Polémica en Colombia por acto luciferino vinculado a figuras políticas
You may also like
Page 118 of 416
Una nueva controversia sacude a Colombia tras la difusión de un acto de carácter luciferino en el que aparecen figuras políticas participando en una ceremonia de reconocimiento vinculada al denominado “Ministerio de Formación Luciferian”. El evento ha generado fuerte rechazo en sectores sociales, religiosos y conservadores, especialmente por la presencia de Víctor Damián Rozo, una figura ampliamente conocida por promover abiertamente el luciferianismo en el país.
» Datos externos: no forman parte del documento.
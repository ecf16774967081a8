//! The context reduction pipeline.
//!
//! [`ContextManager::reduce`] runs the deterministic stages in order:
//!
//! 0. [`repair_tool_pairs`]: every `tool_call` directly followed by its result
//! 1. [`trim_turns`]: at most `max_turns` user turns
//! 2. [`clear_stale_tool_results`]: placeholders for old, large tool output
//! 3. [`enforce_token_budget`]: drop oldest units until the estimate fits
//!
//! Each stage is a pure function over an item list and idempotent, so the
//! whole pipeline is too. Summarizing compaction is asynchronous and lives
//! in [`Session`](super::session::Session), which runs it before this.

use std::collections::HashMap;
use std::sync::Arc;

use tracing::debug;

use super::ContextError;
use super::budget::{
    CharEstimator, ContextBudget, KnownEstimates, TokenEstimator, enforce_token_budget, force_truncate,
};
use super::eviction::{EvictionConfig, clear_stale_tool_results};
use super::turns::{pairing_violations, repair_tool_pairs, trim_turns};
use crate::Item;

/// Before/after figures for one reduction.
#[derive(Debug, Clone, Default, PartialEq, Eq)]
pub struct ContextReport {
    pub items_before: usize,
    pub items_after: usize,
    pub tokens_before: usize,
    pub tokens_after: usize,
    /// Tool results replaced with placeholders.
    pub cleared: usize,
    /// Items dropped by turn trimming and budget enforcement.
    pub dropped: usize,
    /// Raw items folded into a summary by a compaction created for this
    /// request, if one was.
    pub compacted: Option<usize>,
}

impl ContextReport {
    pub fn to_log_string(&self) -> String {
        format!(
            "items {} -> {}, ~{} -> ~{} tokens, {} cleared, {} dropped",
            self.items_before,
            self.items_after,
            self.tokens_before,
            self.tokens_after,
            self.cleared,
            self.dropped,
        )
    }
}

/// Model input that fits the budget, with a report of how it was produced.
#[derive(Debug, Clone)]
pub struct BoundedItems {
    pub items: Vec<Item>,
    pub report: ContextReport,
}

/// Runs the reduction stages with one budget, eviction policy and estimator.
#[derive(Clone)]
pub struct ContextManager {
    budget: ContextBudget,
    eviction: EvictionConfig,
    estimator: Arc<dyn TokenEstimator>,
}

impl ContextManager {
    pub fn new(budget: ContextBudget) -> Self {
        Self {
            budget,
            eviction: EvictionConfig::default(),
            estimator: Arc::new(CharEstimator::default()),
        }
    }

    pub fn with_eviction(mut self, eviction: EvictionConfig) -> Self {
        self.eviction = eviction;
        self
    }

    pub fn with_estimator(mut self, estimator: Arc<dyn TokenEstimator>) -> Self {
        self.estimator = estimator;
        self
    }

    pub fn budget(&self) -> &ContextBudget {
        &self.budget
    }

    pub fn estimator(&self) -> &dyn TokenEstimator {
        self.estimator.as_ref()
    }

    /// Run stages 0 to 3 over `items`.
    pub fn reduce(&self, items: Vec<Item>) -> Result<BoundedItems, ContextError> {
        self.reduce_with(items, self.estimator.as_ref(), false)
    }

    /// Like [`reduce`](Self::reduce), but shortens the newest user message
    /// instead of failing with a policy violation.
    pub fn reduce_forced(&self, items: Vec<Item>) -> Result<BoundedItems, ContextError> {
        self.reduce_with(items, self.estimator.as_ref(), true)
    }

    /// Run the stages, taking estimates for items whose id is in `known`
    /// instead of estimating them again.
    pub fn reduce_with_estimates(
        &self,
        items: Vec<Item>,
        known: &HashMap<String, usize>,
        force: bool,
    ) -> Result<BoundedItems, ContextError> {
        let estimator = KnownEstimates::new(self.estimator.as_ref(), known);
        self.reduce_with(items, &estimator, force)
    }

    fn reduce_with(
        &self,
        items: Vec<Item>,
        estimator: &dyn TokenEstimator,
        force: bool,
    ) -> Result<BoundedItems, ContextError> {
        let items_before = items.len();
        let tokens_before = estimator.estimate_all(&items);

        let items = repair_tool_pairs(items);
        let repaired = items.len();
        let items = match self.budget.max_turns {
            Some(max_turns) => trim_turns(items, max_turns),
            None => items,
        };
        let trimmed = repaired - items.len();

        let mut items = items;
        let cleared = clear_stale_tool_results(&mut items, &self.eviction);

        let fitted = if force {
            force_truncate(items, &self.budget, estimator)?
        } else {
            enforce_token_budget(items, &self.budget, estimator)?
        };
        debug_assert!(
            pairing_violations(&fitted.items).is_empty(),
            "context pipeline produced unpaired tool items"
        );

        let report = ContextReport {
            items_before,
            items_after: fitted.items.len(),
            tokens_before,
            tokens_after: fitted.tokens,
            cleared: cleared.cleared,
            dropped: trimmed + fitted.dropped,
            compacted: None,
        };
        debug!("{}", report.to_log_string());

        Ok(BoundedItems {
            items: fitted.items,
            report,
        })
    }
}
Víctor Damián Rozo es identificado como el fundador y principal impulsor del primer templo luciferino establecido públicamente en Colombia, una iniciativa que desde su anuncio provocó indignación y alarma en amplios sectores de la sociedad. Rozo ha defendido su movimiento bajo el argumento de la “libertad espiritual”, presentando a Lucifer como una figura simbólica de rebelión y conocimiento, una postura que líderes religiosos y analistas califican como una provocación directa a los valores judeocristianos profundamente arraigados en la nación.
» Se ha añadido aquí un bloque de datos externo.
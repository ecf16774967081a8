//! Keepalive multiplexer for long-lived event streams.
//!
//! Proxies and load balancers close connections that stay silent for too
//! long. A turn that is waiting on a slow tool, a long model call, or a human
//! answer can easily be silent for minutes. [`with_keepalive`] wraps the
//! turn's event stream so the consumer never waits longer than `interval`
//! without receiving *something*: either a real event or a synthetic
//! keepalive produced by [`KeepaliveEvent::keepalive`].
//!
//! ```text
//! upstream ──▶ pump task ──▶ bounded FIFO ──▶ Keepalive (consumer) ──▶ client
//!                                                   │
//!                                  interval elapsed, queue empty
//!                                                   ▼
//!                                             keepalive event
//! ```
//!
//! Guarantees:
//! - Real events keep their upstream order. A keepalive is emitted only when
//!   the queue is observed empty, so it never overtakes a buffered event.
//! - The interval is measured from the last item the consumer yielded.
//! - An upstream `Err` is yielded once as `Err` and ends the stream; a failed
//!   producer never looks like a clean end-of-stream.
//! - Dropping the stream aborts the pump task. [`Keepalive::close`] aborts it
//!   and waits for it to finish, so nothing outlives the call.
//! - The queue is bounded: a producer that outruns the consumer blocks.

use std::future::Future;
use std::pin::Pin;
use std::task::{Context, Poll};
use std::time::Duration;

use futures::{Stream, StreamExt};
use tokio::sync::mpsc;
use tokio::task::JoinHandle;
use tokio::time::{Instant, Sleep};
use tracing::{debug, trace};

/// Default quiet period before a keepalive is injected.
pub const DEFAULT_KEEPALIVE_INTERVAL: Duration = Duration::from_secs(20);

/// Default keepalive text.
pub const DEFAULT_KEEPALIVE_TEXT: &str = "still working";

/// Default capacity of the pump queue.
pub const DEFAULT_QUEUE_CAPACITY: usize = 64;

/// Event types that have a synthetic keepalive variant.
pub trait KeepaliveEvent {
    fn keepalive(text: &str) -> Self;
}

/// Configuration for [`with_keepalive`].
#[derive(Debug, Clone)]
pub struct KeepaliveConfig {
    /// Maximum quiet period before a keepalive is emitted.
    pub interval: Duration,
    /// Text carried by each keepalive event.
    pub text: String,
    /// Capacity of the queue between the pump and the consumer.
    pub queue_capacity: usize,
}

impl Default for KeepaliveConfig {
    fn default() -> Self {
        Self {
            interval: DEFAULT_KEEPALIVE_INTERVAL,
            text: DEFAULT_KEEPALIVE_TEXT.to_string(),
            queue_capacity: DEFAULT_QUEUE_CAPACITY,
        }
    }
}

impl KeepaliveConfig {
    pub fn with_interval(mut self, interval: Duration) -> Self {
        self.interval = interval;
        self
    }

    pub fn with_text(mut self, text: impl Into<String>) -> Self {
        self.text = text.into();
        self
    }

    pub fn with_queue_capacity(mut self, capacity: usize) -> Self {
        self.queue_capacity = capacity;
        self
    }
}

/// What the pump hands to the consumer.
enum Frame<T, E> {
    Event(T),
    Failed(E),
    Done,
}

/// Stream returned by [`with_keepalive`].
pub struct Keepalive<T, E> {
    rx: mpsc::Receiver<Frame<T, E>>,
    pump: Option<JoinHandle<()>>,
    timer: Pin<Box<Sleep>>,
    interval: Duration,
    text: String,
    finished: bool,
    keepalives_sent: u64,
}

// No field is structurally pinned; the timer is boxed.
impl<T, E> Unpin for Keepalive<T, E> {}

/// Wrap `upstream` so that quiet periods longer than `config.interval` are
/// filled with keepalive events.
///
/// Must be called from within a Tokio runtime: the pump runs on a spawned task.
pub fn with_keepalive<S, T, E>(upstream: S, config: KeepaliveConfig) -> Keepalive<T, E>
where
    S: Stream<Item = Result<T, E>> + Send + 'static,
    T: KeepaliveEvent + Send + 'static,
    E: Send + 'static,
{
    // A zero interval would fire on every poll.
    let interval = config.interval.max(Duration::from_millis(1));
    let (tx, rx) = mpsc::channel(config.queue_capacity.max(1));
    let pump = tokio::spawn(pump(upstream, tx));

    Keepalive {
        rx,
        pump: Some(pump),
        timer: Box::pin(tokio::time::sleep(interval)),
        interval,
        text: config.text,
        finished: false,
        keepalives_sent: 0,
    }
}

async fn pump<S, T, E>(upstream: S, tx: mpsc::Sender<Frame<T, E>>)
where
    S: Stream<Item = Result<T, E>>,
{
    let mut upstream = std::pin::pin!(upstream);
    while let Some(item) = upstream.next().await {
        let (frame, last) = match item {
            Ok(event) => (Frame::Event(event), false),
            Err(e) => (Frame::Failed(e), true),
        };
        if tx.send(frame).await.is_err() {
            // Nobody is listening any more.
            trace!("Keepalive consumer gone, pump stopping");
            return;
        }
        if last {
            return;
        }
    }
    let _ = tx.send(Frame::Done).await;
}

impl<T, E> Keepalive<T, E> {
    /// Number of keepalive events emitted so far.
    pub fn keepalives_sent(&self) -> u64 {
        self.keepalives_sent
    }

    /// Stop consuming: abort the pump and wait until it has fully stopped.
    pub async fn close(mut self) {
        self.finished = true;
        if let Some(pump) = self.pump.take() {
            pump.abort();
            let _ = pump.await;
        }
    }

    fn rearm(&mut self) {
        let deadline = Instant::now() + self.interval;
        self.timer.as_mut().reset(deadline);
    }
}

impl<T: KeepaliveEvent, E> Stream for Keepalive<T, E> {
    type Item = Result<T, E>;

    fn poll_next(self: Pin<&mut Self>, cx: &mut Context<'_>) -> Poll<Option<Self::Item>> {
        let this = self.get_mut();
        if this.finished {
            return Poll::Ready(None);
        }

        // Buffered events always win over the timer.
        match this.rx.poll_recv(cx) {
            Poll::Ready(Some(Frame::Event(event))) => {
                this.rearm();
                return Poll::Ready(Some(Ok(event)));
            }
            Poll::Ready(Some(Frame::Failed(e))) => {
                this.finished = true;
                return Poll::Ready(Some(Err(e)));
            }
            Poll::Ready(Some(Frame::Done)) | Poll::Ready(None) => {
                this.finished = true;
                return Poll::Ready(None);
            }
            Poll::Pending => {}
        }

        match this.timer.as_mut().poll(cx) {
            Poll::Ready(()) => {
                this.rearm();
                this.keepalives_sent += 1;
                debug!(sent = this.keepalives_sent, "Upstream quiet, emitting keepalive");
                Poll::Ready(Some(Ok(T::keepalive(&this.text))))
            }
            Poll::Pending => Poll::Pending,
        }
    }
}

impl<T, E> Drop for Keepalive<T, E> {
    fn drop(&mut self) {
        if let Some(pump) = self.pump.take() {
            pump.abort();
        }
    }
}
El acto en cuestión, en el que se otorgó una distinción al diácono Fernández Noriega Jacinto por su “camaradería y solidaridad”, fue presentado con un lenguaje y una estructura que imitan reconocimientos institucionales. La participación de figuras políticas en este contexto ha encendido las críticas, al considerarse que normaliza o legitima prácticas ideológicas extremas desde espacios cercanos al poder público.
Observadores advierten que no se trata simplemente de una expresión privada de creencias, sino de un gesto político con implicaciones simbólicas profundas. La cercanía entre representantes públicos y organizaciones luciferinas plantea serias interrogantes sobre los valores éticos, culturales y morales que guían a quienes ejercen influencia en la vida política del país.
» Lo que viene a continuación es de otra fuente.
//! Anchored incremental summarization for context compaction.
//!
//! When a thread grows past `compact_after_turns`, the oldest turns outside
//! the retained window are summarized into a [`CompactionRecord`]. A record
//! replaces the contiguous range `first_item_id..=last_item_id` of the raw
//! history with a single system note. Records are append-only: a later
//! record summarizes only what lies after the previous record's
//! `last_item_id`, merges it with the previous summary text, and keeps the
//! previous `first_item_id`, so it supersedes the earlier record when
//! rendering. Nothing is ever summarized twice.

use std::sync::Arc;
use std::time::Duration;

use chrono::{DateTime, Utc};
use serde::{Deserialize, Serialize};
use tracing::{debug, warn};

use super::turns::segment;
use crate::api::provider::{GenerateConfig, LlmProvider, ProviderError};
use crate::{Item, ItemKind};

/// Header of the system note that stands in for a compacted range.
pub const SUMMARY_HEADER: &str = "[Conversation summary]";

/// The prompt used for summarization. Instructs the model to produce a concise,
/// factual summary suitable for injecting into a conversation as context.
const SUMMARIZATION_PROMPT: &str = "\
Summarize the following conversation between a user and an assistant concisely. Focus on:
- What the user asked for and what was decided
- Facts returned by tools (names, ids, numbers, dates) that later turns may rely on
- Answers the user gave to questions
- Open items and what remains to be done

Rules:
- Only include facts explicitly stated in the messages. Do not infer or extrapolate.
- Preserve identifiers, amounts and dates verbatim.
- Be concise. Every token must earn its place.
- If there is an existing summary, merge the new information into it to produce a single \
  cohesive summary. Do not simply append: integrate, deduplicate, and update. The result \
  must be a standalone summary that replaces the existing one entirely.";

/// Configuration for incremental summarization.
#[derive(Debug, Clone)]
pub struct SummarizerConfig {
    /// Model to use for summarization (cheaper than the main model).
    pub model: Option<String>,
    /// Maximum tokens for the summarization response.
    pub max_summary_tokens: u32,
    /// Give up on a summarization call after this long.
    pub timeout: Duration,
    /// Compact once the rendered thread has more user turns than this.
    pub compact_after_turns: usize,
    /// Turns kept verbatim when the budget sets no `max_turns`.
    pub keep_recent_turns: usize,
}

impl Default for SummarizerConfig {
    fn default() -> Self {
        Self {
            model: None, // Use main model if not specified.
            max_summary_tokens: 2048,
            timeout: Duration::from_secs(30),
            compact_after_turns: 20,
            keep_recent_turns: 10,
        }
    }
}

impl SummarizerConfig {
    pub fn with_model(mut self, model: impl Into<String>) -> Self {
        self.model = Some(model.into());
        self
    }

    pub fn with_timeout(mut self, timeout: Duration) -> Self {
        self.timeout = timeout;
        self
    }

    pub fn with_compact_after_turns(mut self, turns: usize) -> Self {
        self.compact_after_turns = turns;
        self
    }

    pub fn with_keep_recent_turns(mut self, turns: usize) -> Self {
        self.keep_recent_turns = turns;
        self
    }
}

/// One entry in a thread's append-only compaction log.
#[derive(Debug, Clone, PartialEq, Serialize, Deserialize)]
pub struct CompactionRecord {
    pub id: String,
    /// First raw item covered by this record.
    pub first_item_id: String,
    /// Last raw item covered by this record.
    pub last_item_id: String,
    pub summary: String,
    /// Raw items in `first_item_id..=last_item_id`.
    pub replaced_items: usize,
    pub created_at: DateTime<Utc>,
}

impl CompactionRecord {
    /// The system note rendered in place of the covered range.
    pub fn to_item(&self) -> Item {
        Item::system_note(format!("{SUMMARY_HEADER}\n{}", self.summary))
            .with_id(format!("summary-{}", self.id))
    }
}

/// Render `raw` with the range covered by `record` replaced by its summary
/// note.
///
/// If either boundary id is missing from `raw`, the record cannot be placed
/// and `raw` is returned unchanged.
pub fn apply_compaction(raw: &[Item], record: &CompactionRecord) -> Vec<Item> {
    let first = raw.iter().position(|i| i.id == record.first_item_id);
    let last = raw.iter().position(|i| i.id == record.last_item_id);
    match (first, last) {
        (Some(first), Some(last)) if first <= last => raw
            .iter()
            .take(first)
            .cloned()
            .chain(std::iter::once(record.to_item()))
            .chain(raw.iter().skip(last + 1).cloned())
            .collect(),
        _ => {
            warn!(
                record = %record.id,
                "Compaction boundaries not found in history, rendering raw items"
            );
            raw.to_vec()
        }
    }
}

/// Build the one-shot summarization request for a span of items.
///
/// `existing` is the summary of the previous record, merged into the new one.
pub fn build_summarization_request(span: &[Item], existing: Option<&str>) -> Vec<Item> {
    let mut content = String::new();

    if let Some(existing) = existing {
        content.push_str("=== EXISTING SUMMARY ===\n");
        content.push_str(existing);
        content.push_str("\n\n=== NEW MESSAGES TO SUMMARIZE ===\n");
    }

    for item in span {
        let label = match item.kind {
            ItemKind::ToolCall => format!(
                "assistant called {}",
                item.tool_name.as_deref().unwrap_or("a tool")
            ),
            ItemKind::ToolResult => format!("{} result", item.tool_name.as_deref().unwrap_or("tool")),
            _ => item.role().to_string(),
        };
        content.push_str(&format!("[{label}]: {}\n\n", item.content.to_text()));
    }

    vec![Item::system_note(SUMMARIZATION_PROMPT), Item::user(content)]
}

/// Produces [`CompactionRecord`]s with an LLM call.
pub struct Summarizer {
    provider: Arc<dyn LlmProvider>,
    config: SummarizerConfig,
}

impl Summarizer {
    pub fn new(provider: Arc<dyn LlmProvider>, config: SummarizerConfig) -> Self {
        Self { provider, config }
    }

    pub fn config(&self) -> &SummarizerConfig {
        &self.config
    }

    /// Summarize `span`, merging in `existing`. Bounded by `config.timeout`.
    pub async fn summarize(
        &self,
        span: &[Item],
        existing: Option<&str>,
    ) -> Result<String, ProviderError> {
        let messages = build_summarization_request(span, existing);
        let mut gen_config = GenerateConfig::default()
            .with_max_tokens(self.config.max_summary_tokens)
            .with_temperature(0.0);
        if let Some(model) = &self.config.model {
            gen_config = gen_config.with_model(model.clone());
        }

        let generation = tokio::time::timeout(
            self.config.timeout,
            self.provider.generate(&messages, &gen_config),
        )
        .await
        .map_err(|_| ProviderError::Timeout(self.config.timeout))??;

        let summary = generation.text.trim();
        if summary.is_empty() {
            return Err(ProviderError::Malformed("empty summary".into()));
        }
        Ok(summary.to_string())
    }

    /// Compact `raw` if it has grown past `compact_after_turns`.
    ///
    /// `latest` is the newest record in the thread's log. Everything older
    /// than the newest `keep_turns` turns that `latest` does not already
    /// cover is summarized. Returns `Ok(None)` when there is nothing to do.
    pub async fn compact(
        &self,
        raw: &[Item],
        latest: Option<&CompactionRecord>,
        keep_turns: usize,
    ) -> Result<Option<CompactionRecord>, ProviderError> {
        let view = match latest {
            Some(record) => apply_compaction(raw, record),
            None => raw.to_vec(),
        };
        let segments = segment(view);
        let turns = segments.turns.len();
        if turns <= self.config.compact_after_turns {
            return Ok(None);
        }

        let keep = keep_turns.clamp(1, turns);
        let mut span = segments.preamble;
        span.extend(segments.turns.into_iter().take(turns - keep).flatten());
        let (Some(first), Some(last)) = (span.first(), span.last()) else {
            return Ok(None);
        };

        let first_item_id = latest.map_or_else(|| first.id.clone(), |r| r.first_item_id.clone());
        let last_item_id = last.id.clone();
        let first_idx = raw.iter().position(|i| i.id == first_item_id);
        let last_idx = raw.iter().position(|i| i.id == last_item_id);
        let replaced_items = match (first_idx, last_idx) {
            (Some(f), Some(l)) if f <= l => l - f + 1,
            _ => span.len(),
        };

        debug!(
            span_items = span.len(),
            turns_summarized = turns - keep,
            merging = latest.is_some(),
            "Summarizing older history"
        );
        let summary = self
            .summarize(&span, latest.map(|r| r.summary.as_str()))
            .await?;

        Ok(Some(CompactionRecord {
            id: format!("cmp-{}", uuid::Uuid::new_v4().simple()),
            first_item_id,
            last_item_id,
            summary,
            replaced_items,
            created_at: Utc::now(),
        }))
    }
}

#[cfg(test)]
mod tests {
    use super::*;
    use crate::api::Generation;
    use crate::api::provider::scripted::ScriptedProvider;
    use crate::context::turns::count_turns;

    fn thread(turns: usize) -> Vec<Item> {
        let mut items = vec![Item::system_note("sys").with_id("sys")];
        for n in 1..=turns {
            items.push(Item::user(format!("u{n}")).with_id(format!("u{n}")));
            items.push(Item::assistant(format!("a{n}")).with_id(format!("a{n}")));
        }
        items
    }

    fn summarizer(provider: ScriptedProvider, after: usize) -> (Arc<ScriptedProvider>, Summarizer) {
        let provider = Arc::new(provider);
        let s = Summarizer::new(
            provider.clone(),
            SummarizerConfig::default().with_compact_after_turns(after),
        );
        (provider, s)
    }

    #[test]
    fn build_request_without_existing_summary() {
        let span = vec![
            Item::user("Find the Acme account"),
            Item::tool_call("c1", "crm_lookup", r#"{"q":"Acme"}"#),
            Item::tool_result("c1", "crm_lookup", "Acme Corp, id 42"),
        ];
        let request = build_summarization_request(&span, None);
        assert_eq!(request.len(), 2);
        assert!(request[0].content.to_text().contains("Summarize"));
        let body = request[1].content.to_text();
        assert!(body.contains("[user]: Find the Acme account"));
        assert!(body.contains("[assistant called crm_lookup]"));
        assert!(body.contains("[crm_lookup result]: Acme Corp, id 42"));
        assert!(!body.contains("EXISTING SUMMARY"));
    }

    #[test]
    fn build_request_merges_existing_summary() {
        let request = build_summarization_request(&[Item::user("more")], Some("earlier facts"));
        let body = request[1].content.to_text();
        assert!(body.starts_with("=== EXISTING SUMMARY ===\nearlier facts"));
        assert!(body.contains("=== NEW MESSAGES TO SUMMARIZE ==="));
    }

    #[test]
    fn apply_replaces_range_with_summary_note() {
        let raw = thread(3);
        let record = CompactionRecord {
            id: "r1".into(),
            first_item_id: "u1".into(),
            last_item_id: "a2".into(),
            summary: "two turns happened".into(),
            replaced_items: 4,
            created_at: Utc::now(),
        };
        let view = apply_compaction(&raw, &record);
        let ids: Vec<&str> = view.iter().map(|i| i.id.as_str()).collect();
        assert_eq!(ids, vec!["sys", "summary-r1", "u3", "a3"]);
        assert!(view[1].is_system_note());
        assert!(view[1].content.to_text().starts_with(SUMMARY_HEADER));
    }

    #[test]
    fn apply_with_unknown_boundary_is_noop() {
        let raw = thread(2);
        let record = CompactionRecord {
            id: "r1".into(),
            first_item_id: "missing".into(),
            last_item_id: "a1".into(),
            summary: String::new(),
            replaced_items: 0,
            created_at: Utc::now(),
        };
        assert_eq!(apply_compaction(&raw, &record), raw);
    }

    #[tokio::test]
    async fn below_threshold_does_nothing() {
        let (provider, s) = summarizer(ScriptedProvider::texts(&["unused"]), 20);
        let record = s.compact(&thread(20), None, 10).await.unwrap();
        assert!(record.is_none());
        assert!(provider.requests().is_empty());
    }

    #[tokio::test]
    async fn compacts_turns_beyond_keep_window() {
        let (provider, s) = summarizer(ScriptedProvider::texts(&["  early turns  "]), 20);
        let raw = thread(25);
        let record = s.compact(&raw, None, 10).await.unwrap().unwrap();

        assert_eq!(record.first_item_id, "u1");
        assert_eq!(record.last_item_id, "a15");
        assert_eq!(record.replaced_items, 30);
        assert_eq!(record.summary, "early turns");

        let view = apply_compaction(&raw, &record);
        assert_eq!(count_turns(&view), 10);
        assert_eq!(view[2].id, "u16");
        assert_eq!(provider.requests().len(), 1);
    }

    #[tokio::test]
    async fn recompaction_only_summarizes_new_items() {
        let (provider, s) = summarizer(ScriptedProvider::texts(&["first", "merged"]), 20);
        let mut raw = thread(21);
        let first = s.compact(&raw, None, 10).await.unwrap().unwrap();
        assert_eq!(first.last_item_id, "a11");

        for n in 22..=32 {
            raw.push(Item::user(format!("u{n}")).with_id(format!("u{n}")));
            raw.push(Item::assistant(format!("a{n}")).with_id(format!("a{n}")));
        }
        let second = s.compact(&raw, Some(&first), 10).await.unwrap().unwrap();
        assert_eq!(second.first_item_id, "u1");
        assert_eq!(second.last_item_id, "a22");
        assert_eq!(second.summary, "merged");

        let requests = provider.requests();
        let body = requests[1][1].content.to_text();
        assert!(body.contains("EXISTING SUMMARY ===\nfirst"));
        assert!(body.contains("[user]: u12"));
        assert!(!body.contains("[user]: u11\n"));
    }

    #[tokio::test]
    async fn provider_error_is_returned() {
        let (_, s) = summarizer(
            ScriptedProvider::new(vec![Err(ProviderError::Api("overloaded".into()))]),
            2,
        );
        let result = s.compact(&thread(5), None, 1).await;
        assert!(matches!(result, Err(ProviderError::Api(_))));
    }

    #[tokio::test(start_paused = true)]
    async fn slow_provider_times_out() {
        let provider = Arc::new(
            ScriptedProvider::new(vec![Ok(Generation::text("late"))])
                .with_delay(Duration::from_secs(60)),
        );
        let s = Summarizer::new(
            provider,
            SummarizerConfig::default()
                .with_compact_after_turns(2)
                .with_timeout(Duration::from_secs(5)),
        );
        let result = s.compact(&thread(5), None, 1).await;
        assert!(matches!(result, Err(ProviderError::Timeout(_))));
    }
}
El episodio también reabre el debate sobre los límites entre la libertad religiosa y la responsabilidad pública. Si bien la libertad de culto es un derecho constitucional, críticos subrayan que los funcionarios y líderes políticos deben ser especialmente cuidadosos al asociarse con movimientos que muchos consideran ofensivos, divisivos o contrarios al tejido cultural de la mayoría de la población.
En un país donde la identidad cristiana sigue siendo un pilar central de la vida social, este tipo de eventos no pasa desapercibido. Para muchos ciudadanos, la participación política en actos luciferinos representa una señal preocupante del rumbo moral de ciertas élites, y refuerza la percepción de una desconexión creciente entre quienes detentan el poder y los valores tradicionales que han sostenido la cohesión social y el orden institucional durante décadas.